Oh, and unlike the Red(mond) menace, which charges for server licenses "by the seat," Xserve includes an unlimited user license for Mac OS X Server. Take that, Bill Gates.

And, at least according to Apple's propaganda, its capacity and performance rival much more expensive servers from Dell, HP, IBM and Sun. Take that, Michael Dell.

Standard configurations include a 60-GB Apple Drive Module; dual-gigabit Ethernet; CD-ROM, VGA graphics card (supports headless booting); three FireWire ports, two on the back and one on the front; two universal serial bus ports; a DB-9 serial console port; plus Mac OS X Server software featuring QuickTime Streaming Server, Web-

Objects, Apache, Samba, PHP, MySQL and Tomcat. You can order one today for delivery in June, with prices starting around $3,000.

So what's not to like? 15 gigaflops of sizzling computation, up to half a terabyte of hot-pluggable, fast, bootable RAID storage, up to 2 gigabytes of the fastest RAM ever, and it trounces more expensive (and more temperamental) Ultra3 SCSI-based servers from companies I wouldn't be buying a computer from anyway.

In other words, my next Mac will probably be an Xserve.

But what I really want is an Xserve with the PowerBook Titanium form factor. Blow off the pizza box, toss in an AirPort card, and bingo. I'd pay big dough for that.

Oh. One last thing: Apple would have preferred I had prattled about Xserve's SMB/CFIS/FTP/NFS and other acronyms only an uber-geek could love. That's just not my cup of megahertz. You wanna know the geeky stuff, read something by John Welch, John Rizzo or Andy Ihnatko, or visit the smallish mountain of technical info at the Apple site: http://www.apple.com/xserve/.

Gotta love free press and Take that Bill Gates!!!
 

Mr. Anderson

Moderator emeritus
Nov 1, 2001
22,568
6
VA
Just the idea of puting a handle and a huge flatscreen on the XServe that would collapse on top like a TiPB - yes, the ultimate, if somewhat unweildy PowerBook (that idea was extrapolated from his 'TiPB form factor' statement)
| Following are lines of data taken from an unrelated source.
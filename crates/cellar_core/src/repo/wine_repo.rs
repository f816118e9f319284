//! Wine repository: cached reads, write-through updates, bulk loads and
//! catalogue statistics.
//!
//! # Responsibility
//! - Serve wines by id and by filtered, key-ordered ranges.
//! - Insert, delete and bulk-replace wine rows.
//! - Rebuild [`WineStats`] on request.
//!
//! # Invariants
//! - Geolocation is resolved by a case-insensitive pattern join of
//!   `WINE.REGION` on `GEOLOCATION.NAME`; there is no foreign key.
//! - Statistics change only in [`WineRepository::update_uniques`].
//! - Deleting rows resets the key of every affected live instance to the
//!   unpersisted sentinel, including cached notes and reviews of the
//!   deleted wines.

use crate::cache::IdentityCache;
use crate::db::Database;
use crate::model::filters::WineFilters;
use crate::model::stats::WineStats;
use crate::model::wine::{Wine, WineRecord};
use crate::model::{Entity, EntityKey, UNPERSISTED_KEY};
use crate::repo::batch::{BatchReport, BatchWriter};
use crate::repo::binder::{int_value, real_value, text_value, WriteThrough};
use crate::repo::cascade::{Cascade, CascadeTarget, Dependents};
use crate::repo::materialize::{materialize, query_rows, read_geolocation, text_or_empty};
use crate::repo::query::QueryBuilder;
use crate::repo::{PagedRepository, RepoError, RepoResult};
use log::{debug, error, info, warn};
use rusqlite::types::Value;
use rusqlite::{params, params_from_iter, Row};
use std::cell::RefCell;
use std::rc::{Rc, Weak};
use std::time::Instant;

/// Wine columns plus joined coordinates, with the key aliased to `wine_id`.
pub(crate) const WINE_COLUMNS: &str = "WINE.ID AS wine_id, WINE.TITLE, WINE.VARIETY, \
     WINE.COUNTRY, WINE.REGION, WINE.WINERY, WINE.COLOR, WINE.VINTAGE, WINE.DESCRIPTION, \
     WINE.SCORE, WINE.ABV, WINE.PRICE, WINE.AVG_RATING, \
     GEOLOCATION.LATITUDE, GEOLOCATION.LONGITUDE";

pub(crate) const WINE_GEO_JOIN: &str =
    "LEFT JOIN GEOLOCATION ON LOWER(WINE.REGION) LIKE LOWER(GEOLOCATION.NAME)";

const INSERT_WINE_SQL: &str = "INSERT INTO WINE (
    TITLE, VARIETY, COUNTRY, REGION, WINERY, COLOR, VINTAGE,
    DESCRIPTION, SCORE, ABV, PRICE, AVG_RATING
) VALUES (?1, ?2, ?3, ?4, ?5, ?6, ?7, ?8, ?9, ?10, ?11, ?12)";

const STATS_SQL: &str = "SELECT COUNTRY, WINERY, COLOR, VINTAGE, SCORE, ABV, PRICE FROM WINE";

pub struct WineRepository {
    db: Rc<Database>,
    cache: IdentityCache<Wine>,
    writer: WriteThrough,
    stats: RefCell<WineStats>,
    dependents: Dependents,
}

impl WineRepository {
    pub fn new(db: Rc<Database>) -> Self {
        Self {
            writer: WriteThrough::new(Rc::clone(&db), "WINE"),
            db,
            cache: IdentityCache::new(Wine::KIND),
            stats: RefCell::new(WineStats::default()),
            dependents: Dependents::default(),
        }
    }

    /// Subscribes `target` to wine deletions.
    pub(crate) fn attach_dependent(&self, target: Weak<dyn CascadeTarget>) {
        self.dependents.attach(target);
    }

    pub fn cache(&self) -> &IdentityCache<Wine> {
        &self.cache
    }

    /// Returns the wine with key `id`, or `None` when there is no such row
    /// or the lookup failed.
    pub fn get_by_id(&self, id: EntityKey) -> Option<Rc<Wine>> {
        let mut builder = select_builder();
        builder.equals("WINE.ID", id);
        match self.fetch(&builder) {
            Ok(wines) => wines.into_iter().next(),
            Err(err) => {
                error!("event=wine_get module=repo status=error id={id} error={err}");
                None
            }
        }
    }

    /// Every wine, ordered by key.
    pub fn get_all(&self) -> Vec<Rc<Wine>> {
        let mut builder = select_builder();
        builder.order_by("WINE.ID");
        self.fetch_logged("wine_get_all", &builder)
    }

    /// Wines `begin..end` (zero-based, end exclusive) in key order,
    /// optionally filtered.
    pub fn get_all_in_range(
        &self,
        begin: usize,
        end: usize,
        filters: Option<&WineFilters>,
    ) -> Vec<Rc<Wine>> {
        let mut builder = select_builder();
        if let Some(filters) = filters {
            apply_filters(&mut builder, filters);
        }
        builder.order_by("WINE.ID").range(begin, end);
        self.fetch_logged("wine_range", &builder)
    }

    /// Number of wines matching `filters`, `-1` when the count failed.
    pub fn get_count(&self, filters: Option<&WineFilters>) -> i64 {
        let mut builder = QueryBuilder::new("SELECT COUNT(*) FROM WINE");
        if let Some(filters) = filters {
            apply_filters(&mut builder, filters);
        }
        let (sql, params) = builder.build();
        let counted = self
            .db
            .prepare(&sql)
            .and_then(|mut stmt| stmt.query_row(params_from_iter(params), |row| row.get(0)));
        match counted {
            Ok(count) => count,
            Err(err) => {
                error!("event=wine_count module=repo status=error error={err}");
                -1
            }
        }
    }

    /// Inserts `wine`, assigns its key, caches and binds it.
    ///
    /// Returns `false` if `wine` is already persisted or the insert failed.
    pub fn add(&self, wine: &Rc<Wine>) -> bool {
        if wine.is_persisted() {
            warn!(
                "event=wine_add module=repo status=skip id={} reason=already_persisted",
                wine.key()
            );
            return false;
        }

        let started_at = Instant::now();
        match self.try_add(wine) {
            Ok(id) => {
                info!(
                    "event=wine_add module=repo status=ok id={} duration_ms={}",
                    id,
                    started_at.elapsed().as_millis()
                );
                true
            }
            Err(err) => {
                error!(
                    "event=wine_add module=repo status=error title={:?} duration_ms={} error={}",
                    wine.title.get(),
                    started_at.elapsed().as_millis(),
                    err
                );
                false
            }
        }
    }

    /// Bulk insert in configured chunks, each chunk committed on its own.
    ///
    /// Inserted rows get fresh keys that are not reported back; re-query to
    /// obtain the entities.
    pub fn add_all(&self, records: &[WineRecord]) -> BatchReport {
        BatchWriter::new(&self.db, "wine").insert_chunked(INSERT_WINE_SQL, records, record_params)
    }

    /// Deletes the row behind `wine` and resets its key.
    pub fn remove(&self, wine: &Rc<Wine>) -> bool {
        let id = wine.key();
        if id == UNPERSISTED_KEY {
            debug!("event=wine_remove module=repo status=skip reason=unpersisted");
            return false;
        }

        match self.db.execute("DELETE FROM WINE WHERE ID = ?1", params![id]) {
            Ok(changed) => {
                self.cache.release(id);
                wine.set_key(UNPERSISTED_KEY);
                self.dependents.notify(Cascade::Wine(id));
                info!("event=wine_remove module=repo status=ok id={id} rows={changed}");
                changed == 1
            }
            Err(err) => {
                error!("event=wine_remove module=repo status=error id={id} error={err}");
                false
            }
        }
    }

    /// Deletes every wine. Statistics are left as they were until the next
    /// [`WineRepository::update_uniques`].
    pub fn remove_all(&self) -> bool {
        match self.db.execute("DELETE FROM WINE", []) {
            Ok(changed) => {
                self.forget_cached();
                info!("event=wine_remove_all module=repo status=ok rows={changed}");
                true
            }
            Err(err) => {
                error!("event=wine_remove_all module=repo status=error error={err}");
                false
            }
        }
    }

    /// Atomically replaces the whole table with `records`.
    pub fn replace_all(&self, records: &[WineRecord]) -> BatchReport {
        let report = BatchWriter::new(&self.db, "wine").replace_all(
            "DELETE FROM WINE",
            INSERT_WINE_SQL,
            records,
            record_params,
        );
        if report.completed {
            self.forget_cached();
        }
        report
    }

    /// Rebuilds unique country/winery/color sets and numeric bounds from a
    /// full scan. Previous statistics are discarded first.
    pub fn update_uniques(&self) {
        let started_at = Instant::now();
        *self.stats.borrow_mut() = WineStats::default();

        match self.scan_stats() {
            Ok(stats) => {
                info!(
                    "event=wine_stats module=repo status=ok countries={} wineries={} colors={} duration_ms={}",
                    stats.countries.len(),
                    stats.wineries.len(),
                    stats.colors.len(),
                    started_at.elapsed().as_millis()
                );
                *self.stats.borrow_mut() = stats;
            }
            Err(err) => {
                error!(
                    "event=wine_stats module=repo status=error duration_ms={} error={}",
                    started_at.elapsed().as_millis(),
                    err
                );
            }
        }
    }

    /// Statistics as of the last [`WineRepository::update_uniques`].
    pub fn stats(&self) -> WineStats {
        self.stats.borrow().clone()
    }

    /// Materializes the wine part of a row selected with [`WINE_COLUMNS`].
    pub(crate) fn materialize_row(
        &self,
        row: &Row<'_>,
        id_column: &str,
    ) -> rusqlite::Result<Rc<Wine>> {
        materialize(
            row,
            id_column,
            &self.cache,
            self.db.use_cache(),
            wine_from_row,
            |wine| self.bind(wine),
        )
    }

    fn try_add(&self, wine: &Rc<Wine>) -> RepoResult<EntityKey> {
        let changed = self
            .db
            .execute(INSERT_WINE_SQL, params_from_iter(record_params(&wine.record())))?;
        if changed != 1 {
            return Err(RepoError::InvalidData(format!(
                "wine insert changed {changed} rows"
            )));
        }

        let id = self.db.last_insert_rowid();
        wine.set_key(id);
        if self.db.use_cache() {
            self.cache.register(id, wine);
        }
        self.bind(wine);
        Ok(id)
    }

    fn bind(&self, wine: &Rc<Wine>) {
        if !wine.mark_bound() {
            return;
        }
        let w = &self.writer;
        w.bind(wine, &wine.title, "TITLE", text_value);
        w.bind(wine, &wine.variety, "VARIETY", text_value);
        w.bind(wine, &wine.country, "COUNTRY", text_value);
        w.bind(wine, &wine.region, "REGION", text_value);
        w.bind(wine, &wine.winery, "WINERY", text_value);
        w.bind(wine, &wine.color, "COLOR", text_value);
        w.bind(wine, &wine.vintage, "VINTAGE", int_value);
        w.bind(wine, &wine.description, "DESCRIPTION", text_value);
        w.bind(wine, &wine.score, "SCORE", int_value);
        w.bind(wine, &wine.abv, "ABV", real_value);
        w.bind(wine, &wine.price, "PRICE", real_value);
        w.bind(wine, &wine.average_rating, "AVG_RATING", real_value);
    }

    fn fetch(&self, builder: &QueryBuilder) -> rusqlite::Result<Vec<Rc<Wine>>> {
        let (sql, params) = builder.build();
        query_rows(&self.db, &sql, params, |row| {
            self.materialize_row(row, "wine_id")
        })
    }

    fn fetch_logged(&self, event: &str, builder: &QueryBuilder) -> Vec<Rc<Wine>> {
        let started_at = Instant::now();
        match self.fetch(builder) {
            Ok(wines) => {
                debug!(
                    "event={} module=repo status=ok rows={} duration_ms={}",
                    event,
                    wines.len(),
                    started_at.elapsed().as_millis()
                );
                wines
            }
            Err(err) => {
                error!(
                    "event={} module=repo status=error duration_ms={} error={}",
                    event,
                    started_at.elapsed().as_millis(),
                    err
                );
                Vec::new()
            }
        }
    }

    fn scan_stats(&self) -> rusqlite::Result<WineStats> {
        let mut stats = WineStats::default();
        let mut stmt = self.db.prepare(STATS_SQL)?;
        let mut rows = stmt.query([])?;
        while let Some(row) = rows.next()? {
            for (column, set) in [
                ("COUNTRY", &mut stats.countries),
                ("WINERY", &mut stats.wineries),
                ("COLOR", &mut stats.colors),
            ] {
                let value = text_or_empty(row, column)?;
                if !value.is_empty() {
                    set.insert(value);
                }
            }
            stats.observe_vintage(row.get("VINTAGE")?);
            stats.score.observe(row.get("SCORE")?);
            stats.abv.observe(row.get("ABV")?);
            stats.price.observe(row.get("PRICE")?);
        }
        Ok(stats)
    }

    fn forget_cached(&self) {
        for wine in self.cache.drain() {
            wine.set_key(UNPERSISTED_KEY);
        }
        self.dependents.notify(Cascade::AllWines);
    }
}

impl PagedRepository for WineRepository {
    type Item = Rc<Wine>;
    type Filters = WineFilters;

    fn fetch_range(&self, begin: usize, end: usize, filters: Option<&WineFilters>) -> Vec<Rc<Wine>> {
        self.get_all_in_range(begin, end, filters)
    }

    fn count(&self, filters: Option<&WineFilters>) -> i64 {
        self.get_count(filters)
    }
}

fn select_builder() -> QueryBuilder {
    QueryBuilder::new(&format!("SELECT {WINE_COLUMNS} FROM WINE {WINE_GEO_JOIN}"))
}

fn apply_filters(builder: &mut QueryBuilder, filters: &WineFilters) {
    builder
        .contains("WINE.TITLE", &filters.title)
        .contains("WINE.COUNTRY", &filters.country)
        .contains("WINE.WINERY", &filters.winery)
        .contains("WINE.COLOR", &filters.color)
        .between("WINE.VINTAGE", &filters.vintage)
        .between("WINE.SCORE", &filters.score)
        .between("WINE.ABV", &filters.abv)
        .between("WINE.PRICE", &filters.price);
}

fn record_params(record: &WineRecord) -> Vec<Value> {
    vec![
        Value::Text(record.title.clone()),
        Value::Text(record.variety.clone()),
        Value::Text(record.country.clone()),
        Value::Text(record.region.clone()),
        Value::Text(record.winery.clone()),
        Value::Text(record.color.clone()),
        Value::Integer(i64::from(record.vintage)),
        Value::Text(record.description.clone()),
        Value::Integer(i64::from(record.score)),
        Value::Real(record.abv),
        Value::Real(record.price),
        Value::Real(record.average_rating),
    ]
}

fn wine_from_row(key: EntityKey, row: &Row<'_>) -> rusqlite::Result<Rc<Wine>> {
    let record = WineRecord {
        title: text_or_empty(row, "TITLE")?,
        variety: text_or_empty(row, "VARIETY")?,
        country: text_or_empty(row, "COUNTRY")?,
        region: text_or_empty(row, "REGION")?,
        winery: text_or_empty(row, "WINERY")?,
        color: text_or_empty(row, "COLOR")?,
        vintage: row.get("VINTAGE")?,
        description: text_or_empty(row, "DESCRIPTION")?,
        score: row.get("SCORE")?,
        abv: row.get("ABV")?,
        price: row.get("PRICE")?,
        average_rating: row.get("AVG_RATING")?,
    };
    Ok(Wine::with_key(key, record, read_geolocation(row)?))
}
Very cool. Although, I'm think my next mac won't be an XServe, I'll still admire them from afar....:D
 

edesignuk

Moderator emeritus
Mar 25, 2002
19,232
2
London, England
Re: More good press!!

Originally posted by Macmaniac

But what I really want is an Xserve with the PowerBook Titanium form factor. Blow off the pizza box, toss in an AirPort card, and bingo. I'd pay big dough for that.
Wouldn't we all! :D Can u imagine it? ...No need, give it another few years an we'll have it (hoping) ;)
The power of the Xserve in the form factor of the TiBook, well, maybe not that small but for defiantly in a tower.
The next few years will be very interesting.